REQUIRED ACTION → Only the lines of the data holding the string "Some" need to be returned.

MATERIAL FOR THE TASK →
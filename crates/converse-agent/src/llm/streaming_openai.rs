//! SSE stream parser for the OpenAI Chat Completions API.
//!
//! The OpenAI streaming format sends `data:` lines with JSON payloads
//! containing `choices[].delta` objects and terminates with `data: [DONE]`.
//! Groq, Mistral, OpenRouter, NVIDIA and Google's OpenAI endpoint all speak
//! this dialect.

use serde_json::Value;

use crate::error::{AgentError, Result};
use crate::llm::types::{StreamOutcome, Usage};

// ---------------------------------------------------------------------------
// Stream accumulator
// ---------------------------------------------------------------------------

/// Accumulates fragments from an OpenAI SSE stream.
#[derive(Debug)]
pub struct OpenAiStreamAccumulator {
    provider: String,

    /// Accumulated text content from `choices[].delta.content`.
    text: String,

    /// Whether the `[DONE]` sentinel has been received.
    done: bool,

    /// Usage from chunks that carry a `usage` field (typically the final
    /// chunk before `[DONE]`).
    usage: Option<Usage>,

    stop_reason: Option<String>,
}

impl OpenAiStreamAccumulator {
    pub fn new(provider: impl Into<String>) -> Self {
        Self {
            provider: provider.into(),
            text: String::new(),
            done: false,
            usage: None,
            stop_reason: None,
        }
    }

    /// Returns `true` once the `[DONE]` sentinel has been received.
    pub fn is_done(&self) -> bool {
        self.done
    }

    pub fn text(&self) -> &str {
        &self.text
    }

    /// Feed a single SSE line from the stream.
    ///
    /// Returns `Ok(Some(text_delta))` when a non-empty text delta is present,
    /// `Ok(None)` for everything else. Mid-stream `error` payloads become
    /// [`AgentError::ProviderStream`].
    pub fn feed_line(&mut self, line: &str) -> Result<Option<String>> {
        let line = line.trim_end();

        if line.is_empty() || line.starts_with(':') {
            return Ok(None);
        }

        let Some(data) = line.strip_prefix("data:") else {
            // `event:` lines or other SSE fields.
            return Ok(None);
        };
        let data = data.trim();

        if data == "[DONE]" {
            self.done = true;
            return Ok(None);
        }

        let v: Value = serde_json::from_str(data).map_err(|e| AgentError::ProviderParse {
            provider: self.provider.clone(),
            reason: format!("invalid JSON in SSE data: {e}"),
        })?;

        if let Some(error) = v.get("error").filter(|e| !e.is_null()) {
            let reason = error["message"]
                .as_str()
                .map(String::from)
                .unwrap_or_else(|| error.to_string());
            return Err(AgentError::ProviderStream {
                provider: self.provider.clone(),
                reason,
            });
        }

        if let Some(usage_obj) = v.get("usage").filter(|u| !u.is_null()) {
            let field = |name: &str| {
                usage_obj[name]
                    .as_u64()
                    .map(|n| u32::try_from(n).unwrap_or(u32::MAX))
                    .unwrap_or(0)
            };
            self.usage = Some(Usage {
                input_tokens: field("prompt_tokens"),
                output_tokens: field("completion_tokens"),
                estimated: false,
            });
        }

        let choice = &v["choices"][0];
        if let Some(reason) = choice["finish_reason"].as_str() {
            self.stop_reason = Some(reason.to_owned());
        }

        match choice["delta"]["content"].as_str() {
            Some(content) if !content.is_empty() => {
                self.text.push_str(content);
                Ok(Some(content.to_owned()))
            }
            _ => Ok(None),
        }
    }

    /// Consume the accumulator, returning the full text and the outcome.
    pub fn finish(self) -> (String, StreamOutcome) {
        (
            self.text,
            StreamOutcome {
                usage: self.usage,
                stop_reason: self.stop_reason,
            },
        )
    }
}

// ---------------------------------------------------------------------------
// Tests
// ---------------------------------------------------------------------------

#[cfg(test)]
mod tests {
    use super::*;

    #[test]
    fn text_content_accumulation() {
        let mut acc = OpenAiStreamAccumulator::new("groq");

        let delta1 = acc
            .feed_line(r#"data: {"id":"c1","choices":[{"index":0,"delta":{"content":"Hello"}}]}"#)
            .unwrap();
        assert_eq!(delta1, Some("Hello".to_owned()));

        let delta2 = acc
            .feed_line(r#"data: {"id":"c1","choices":[{"index":0,"delta":{"content":" world"}}]}"#)
            .unwrap();
        assert_eq!(delta2, Some(" world".to_owned()));

        let (text, outcome) = acc.finish();
        assert_eq!(text, "Hello world");
        assert!(outcome.usage.is_none());
    }

    #[test]
    fn done_sentinel_sets_flag() {
        let mut acc = OpenAiStreamAccumulator::new("groq");
        assert!(!acc.is_done());
        assert!(acc.feed_line("data: [DONE]").unwrap().is_none());
        assert!(acc.is_done());
    }

    #[test]
    fn blank_and_comment_lines_ignored() {
        let mut acc = OpenAiStreamAccumulator::new("groq");
        assert!(acc.feed_line("").unwrap().is_none());
        assert!(acc.feed_line(": keepalive").unwrap().is_none());
        assert!(acc.feed_line("event: message").unwrap().is_none());
    }

    #[test]
    fn role_only_and_empty_deltas_yield_nothing() {
        let mut acc = OpenAiStreamAccumulator::new("groq");
        assert!(
            acc.feed_line(r#"data: {"choices":[{"index":0,"delta":{"role":"assistant","content":""}}]}"#)
                .unwrap()
                .is_none()
        );
    }

    #[test]
    fn usage_and_finish_reason_are_captured() {
        let mut acc = OpenAiStreamAccumulator::new("openai");
        acc.feed_line(
            r#"data: {"choices":[{"index":0,"delta":{"content":"4"},"finish_reason":"stop"}],"usage":{"prompt_tokens":12,"completion_tokens":1}}"#,
        )
        .unwrap();
        let (_, outcome) = acc.finish();
        assert_eq!(outcome.stop_reason.as_deref(), Some("stop"));
        let usage = outcome.usage.unwrap();
        assert_eq!(usage.input_tokens, 12);
        assert_eq!(usage.output_tokens, 1);
        assert!(!usage.estimated);
    }

    #[test]
    fn error_payload_is_stream_error() {
        let mut acc = OpenAiStreamAccumulator::new("openrouter");
        let err = acc
            .feed_line(r#"data: {"error":{"message":"upstream overloaded","code":502}}"#)
            .unwrap_err();
        assert!(matches!(err, AgentError::ProviderStream { .. }));
    }

    #[test]
    fn invalid_json_returns_error() {
        let mut acc = OpenAiStreamAccumulator::new("groq");
        let err = acc.feed_line("data: {invalid json}").unwrap_err();
        assert!(matches!(err, AgentError::ProviderParse { .. }));
    }
}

OUTPUT FOR THIS TASK →
    /// Returns `Ok(Some(text_delta))` when a non-empty text delta is present,
        let Some(data) = line.strip_prefix("data:") else {
        if let Some(error) = v.get("error").filter(|e| !e.is_null()) {
        if let Some(usage_obj) = v.get("usage").filter(|u| !u.is_null()) {
            self.usage = Some(Usage {
        if let Some(reason) = choice["finish_reason"].as_str() {
            self.stop_reason = Some(reason.to_owned());
            Some(content) if !content.is_empty() => {
                Ok(Some(content.to_owned()))
        assert_eq!(delta1, Some("Hello".to_owned()));
        assert_eq!(delta2, Some(" world".to_owned()));
        assert_eq!(outcome.stop_reason.as_deref(), Some("stop"));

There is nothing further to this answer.